| PROBLEM DETAILS |
Lines that include the string "preflight" are the ones to copy from the entries below.

Dataset excerpts:
+--

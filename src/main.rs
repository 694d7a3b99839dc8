//! Todo Server
//!
//! Main entry point: loads configuration, prepares the database, and
//! hands over to the API crate.

use tracing_subscriber::{EnvFilter, fmt};

use todo_core::config::AppConfig;
use todo_core::error::AppError;
use todo_database::DatabasePool;
use todo_database::migration::run_migrations;

#[tokio::main]
async fn main() {
    let config = match load_configuration() {
        Ok(c) => c,
        Err(e) => {
            eprintln!("Failed to load configuration: {}", e);
            std::process::exit(1);
        }
    };

    init_logging(&config);

    if let Err(e) = run(config).await {
        tracing::error!("Server error: {}", e);
        std::process::exit(1);
    }
}

/// Load configuration from `config/` files and `TODO__` environment variables.
fn load_configuration() -> Result<AppConfig, AppError> {
    let env = std::env::var("TODO_ENV").unwrap_or_else(|_| "development".to_string());
    AppConfig::load(&env)
}

/// Initialize tracing/logging
fn init_logging(config: &AppConfig) {
    let filter =
        EnvFilter::try_from_default_env().unwrap_or_else(|_| EnvFilter::new(&config.logging.level));

    match config.logging.format.as_str() {
        "json" => {
            fmt()
                .json()
                .with_env_filter(filter)
                .with_target(true)
                .with_thread_ids(true)
                .init();
        }
        _ => {
            fmt()
                .pretty()
                .with_env_filter(filter)
                .with_target(true)
                .init();
        }
    }
}

/// Main server run function
async fn run(config: AppConfig) -> Result<(), AppError> {
    tracing::info!(
        version = env!("CARGO_PKG_VERSION"),
        offline = config.offline,
        "Starting todo backend"
    );

    // ── Step 1: Database connection + schema ─────────────────────
    let db = DatabasePool::connect(&config.database, config.database_url()).await?;
    run_migrations(db.pool(), &config.todos).await?;

    // ── Step 2: Serve ────────────────────────────────────────────
    todo_api::run_server(config, db.into_pool()).await
}
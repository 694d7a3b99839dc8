//! Todo CRUD and attachment handlers.

use axum::Json;
use axum::extract::{Path, State};

use crate::dto::request::{CreateTodoRequest, UpdateTodoRequest};
use crate::dto::response::{
    CorsJson, EmptyResponse, ItemResponse, ItemsResponse, UploadUrlResponse,
};
use crate::error::ApiError;
use crate::extractors::AuthUser;
use crate::state::AppState;

/// GET /api/todos
pub async fn list_todos(
    State(state): State<AppState>,
    auth: AuthUser,
) -> Result<CorsJson<ItemsResponse>, ApiError> {
    let items = state.todo_service.list_todos(&auth).await?;
    Ok(CorsJson::new(ItemsResponse { items }))
}

/// POST /api/todos
pub async fn create_todo(
    State(state): State<AppState>,
    auth: AuthUser,
    Json(req): Json<CreateTodoRequest>,
) -> Result<CorsJson<ItemResponse>, ApiError> {
    let item = state.todo_service.create_todo(&auth, req).await?;
    Ok(CorsJson::with_credentials(ItemResponse { item }))
}

/// PATCH /api/todos/{todo_id}
pub async fn update_todo(
    State(state): State<AppState>,
    auth: AuthUser,
    Path(todo_id): Path<String>,
    Json(req): Json<UpdateTodoRequest>,
) -> Result<CorsJson<EmptyResponse>, ApiError> {
    state.todo_service.update_todo(&auth, &todo_id, req).await?;
    Ok(CorsJson::with_credentials(EmptyResponse {}))
}

/// DELETE /api/todos/{todo_id}
pub async fn delete_todo(
    State(state): State<AppState>,
    auth: AuthUser,
    Path(todo_id): Path<String>,
) -> Result<CorsJson<EmptyResponse>, ApiError> {
    state.todo_service.delete_todo(&auth, &todo_id).await?;
    Ok(CorsJson::new(EmptyResponse {}))
}

/// POST /api/todos/{todo_id}/attachment
pub async fn generate_upload_url(
    State(state): State<AppState>,
    auth: AuthUser,
    Path(todo_id): Path<String>,
) -> Result<CorsJson<UploadUrlResponse>, ApiError> {
    let upload_url = state
        .todo_service
        .generate_upload_url(&auth, &todo_id)
        .await?;
    Ok(CorsJson::with_credentials(UploadUrlResponse { upload_url }))
}
//! PostgreSQL connection pool management.

use std::time::Duration;

use sqlx::postgres::{PgPool, PgPoolOptions};
use tracing::info;

use todo_core::config::DatabaseConfig;
use todo_core::error::{AppError, ErrorKind};

/// Wrapper around the sqlx PostgreSQL connection pool.
#[derive(Debug, Clone)]
pub struct DatabasePool {
    /// The underlying sqlx connection pool.
    pool: PgPool,
}

impl DatabasePool {
    /// Create a new database pool.
    ///
    /// `url` is passed separately from `config` so offline mode can swap in
    /// the local database without touching the pool settings.
    pub async fn connect(config: &DatabaseConfig, url: &str) -> Result<Self, AppError> {
        info!(
            url = %mask_password(url),
            max_connections = config.max_connections,
            min_connections = config.min_connections,
            "Connecting to PostgreSQL"
        );

        let pool = PgPoolOptions::new()
            .max_connections(config.max_connections)
            .min_connections(config.min_connections)
            .acquire_timeout(Duration::from_secs(config.connect_timeout_seconds))
            .connect(url)
            .await
            .map_err(|e| {
                AppError::with_source(
                    ErrorKind::Database,
                    format!("Failed to connect to database: {e}"),
                    e,
                )
            })?;

        info!("Successfully connected to PostgreSQL");
        Ok(Self { pool })
    }

    /// Return a reference to the underlying sqlx pool.
    pub fn pool(&self) -> &PgPool {
        &self.pool
    }

    /// Return the underlying sqlx pool (consuming self).
    pub fn into_pool(self) -> PgPool {
        self.pool
    }
}

/// Mask the password portion of a database URL for safe logging.
fn mask_password(url: &str) -> String {
    if let Some(at_pos) = url.find('@') {
        if let Some(colon_pos) = url[..at_pos].rfind(':') {
            let scheme_end = url.find("://").map(|p| p + 3).unwrap_or(0);
            if colon_pos > scheme_end {
                return format!("{}:****@{}", &url[..colon_pos], &url[at_pos + 1..]);
            }
        }
    }
    url.to_string()
}
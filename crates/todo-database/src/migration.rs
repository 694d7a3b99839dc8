//! Schema bootstrap for the todo table.
//!
//! Table and index names come from configuration, so the statements are
//! built at runtime instead of living in a static migrations directory.

use sqlx::PgPool;
use tracing::info;

use todo_core::config::TodosConfig;
use todo_core::error::{AppError, ErrorKind};

/// Create the todo table and its owner index if they do not exist yet.
pub async fn run_migrations(pool: &PgPool, config: &TodosConfig) -> Result<(), AppError> {
    info!(table = %config.table, index = %config.user_index, "Ensuring todo schema");

    for statement in schema_statements(config) {
        sqlx::query(&statement).execute(pool).await.map_err(|e| {
            AppError::with_source(
                ErrorKind::Database,
                format!("Failed to apply schema for table {}: {e}", config.table),
                e,
            )
        })?;
    }

    info!("Todo schema ready");
    Ok(())
}

fn schema_statements(config: &TodosConfig) -> [String; 2] {
    [
        format!(
            "CREATE TABLE IF NOT EXISTS {table} (\
                todo_id TEXT PRIMARY KEY, \
                user_id TEXT NOT NULL, \
                created_at TIMESTAMPTZ NOT NULL, \
                name TEXT NOT NULL, \
                due_date TEXT, \
                done BOOLEAN NOT NULL DEFAULT FALSE, \
                attachment_url TEXT\
            )",
            table = config.table
        ),
        format!(
            "CREATE INDEX IF NOT EXISTS {index} ON {table} (user_id)",
            index = config.user_index,
            table = config.table
        ),
    ]
}
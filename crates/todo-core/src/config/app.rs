//! Server and CORS configuration.

use serde::{Deserialize, Serialize};

/// HTTP server configuration.
#[derive(Debug, Clone, Serialize, Deserialize)]
pub struct ServerConfig {
    /// Bind address.
    #[serde(default = "default_host")]
    pub host: String,
    /// Bind port.
    #[serde(default = "default_port")]
    pub port: u16,
    /// CORS configuration for preflight handling.
    #[serde(default)]
    pub cors: CorsConfig,
}

impl Default for ServerConfig {
    fn default() -> Self {
        Self {
            host: default_host(),
            port: default_port(),
            cors: CorsConfig::default(),
        }
    }
}

/// CORS (Cross-Origin Resource Sharing) configuration.
#[derive(Debug, Clone, Serialize, Deserialize)]
pub struct CorsConfig {
    /// Allowed origins (`["*"]` allows any origin).
    #[serde(default = "default_allowed_origins")]
    pub allowed_origins: Vec<String>,
    /// Allowed HTTP methods.
    #[serde(default = "default_allowed_methods")]
    pub allowed_methods: Vec<String>,
    /// Allowed HTTP headers.
    #[serde(default = "default_allowed_headers")]
    pub allowed_headers: Vec<String>,
    /// Max age for preflight cache in seconds.
    #[serde(default = "default_max_age")]
    pub max_age_seconds: u64,
}

impl Default for CorsConfig {
    fn default() -> Self {
        Self {
            allowed_origins: default_allowed_origins(),
            allowed_methods: default_allowed_methods(),
            allowed_headers: default_allowed_headers(),
            max_age_seconds: default_max_age(),
        }
    }
}

fn default_host() -> String {
    "0.0.0.0".to_string()
}

fn default_port() -> u16 {
    8080
}

fn default_allowed_origins() -> Vec<String> {
    vec!["*".to_string()]
}

fn default_allowed_methods() -> Vec<String> {
    vec![
        "GET".to_string(),
        "POST".to_string(),
        "PATCH".to_string(),
        "DELETE".to_string(),
        "OPTIONS".to_string(),
    ]
}

fn default_allowed_headers() -> Vec<String> {
    vec!["*".to_string()]
}

fn default_max_age() -> u64 {
    3600
}
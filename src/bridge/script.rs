//! Composition of interpreter scripts.
//!
//! Tool handlers never splice argument text directly into a script. They
//! build a `WrapperCall` with typed arguments; rendering escapes string
//! literals and formats numeric vectors, so a quote in an argument cannot
//! change the meaning of the generated script.

use std::fmt::Write;

/// Source location of the engine's MCP wrapper namespace.
const WRAPPER_SOURCE: &str = "file://apl-mcp/mcp-wrapper.dyalog";

/// Namespace the wrapper functions live in.
const WRAPPER_NAMESPACE: &str = "MCPWrapper";

/// A typed argument to a wrapper function.
#[derive(Debug, Clone, PartialEq)]
pub enum ScriptArg {
    /// A character vector, rendered as an escaped APL string literal.
    Text(String),
    /// A numeric vector, rendered space-separated.
    Numbers(Vec<u64>),
}

/// One load-and-invoke call into the engine's wrapper namespace.
///
/// Rendering produces the fixed pattern the engine expects: fix the wrapper
/// source, initialize the namespace, invoke the function with its arguments,
/// and serialize the result to JSON for the bridge to pick up.
#[derive(Debug, Clone)]
pub struct WrapperCall {
    function: &'static str,
    args: Vec<ScriptArg>,
}

impl WrapperCall {
    /// Creates a call to the named wrapper function with no arguments.
    pub fn new(function: &'static str) -> Self {
        Self {
            function,
            args: Vec::new(),
        }
    }

    /// Appends a character-vector argument.
    pub fn text_arg(mut self, value: impl Into<String>) -> Self {
        self.args.push(ScriptArg::Text(value.into()));
        self
    }

    /// Appends a numeric-vector argument.
    pub fn numeric_arg(mut self, values: &[u64]) -> Self {
        self.args.push(ScriptArg::Numbers(values.to_vec()));
        self
    }

    /// Renders the complete script for the bridge.
    pub fn render(&self) -> String {
        let mut script = String::new();
        let _ = writeln!(script, "⎕FIX'{}'", WRAPPER_SOURCE);
        let _ = writeln!(script, "{}.Initialize", WRAPPER_NAMESPACE);

        let mut invocation = format!("result ← {}.{}", WRAPPER_NAMESPACE, self.function);
        for arg in &self.args {
            invocation.push(' ');
            match arg {
                ScriptArg::Text(text) => invocation.push_str(&apl_string_literal(text)),
                ScriptArg::Numbers(values) => invocation.push_str(&numeric_vector(values)),
            }
        }
        let _ = writeln!(script, "{}", invocation);
        let _ = writeln!(script, "{}.ToJSON result", WRAPPER_NAMESPACE);
        script
    }
}

/// Renders a string as an APL character-vector literal.
///
/// APL escapes an embedded quote by doubling it; newlines are dropped since
/// a character vector cannot span source lines.
pub fn apl_string_literal(value: &str) -> String {
    let cleaned: String = value.chars().filter(|c| *c != '\n' && *c != '\r').collect();
    format!("'{}'", cleaned.replace('\'', "''"))
}

/// Renders a numeric vector as a space-separated literal.
pub fn numeric_vector(values: &[u64]) -> String {
    values
        .iter()
        .map(|n| n.to_string())
        .collect::<Vec<_>>()
        .join(" ")
}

+--

| RESPONSE AREA |
    /// CORS configuration for preflight handling.
    /// Max age for preflight cache in seconds.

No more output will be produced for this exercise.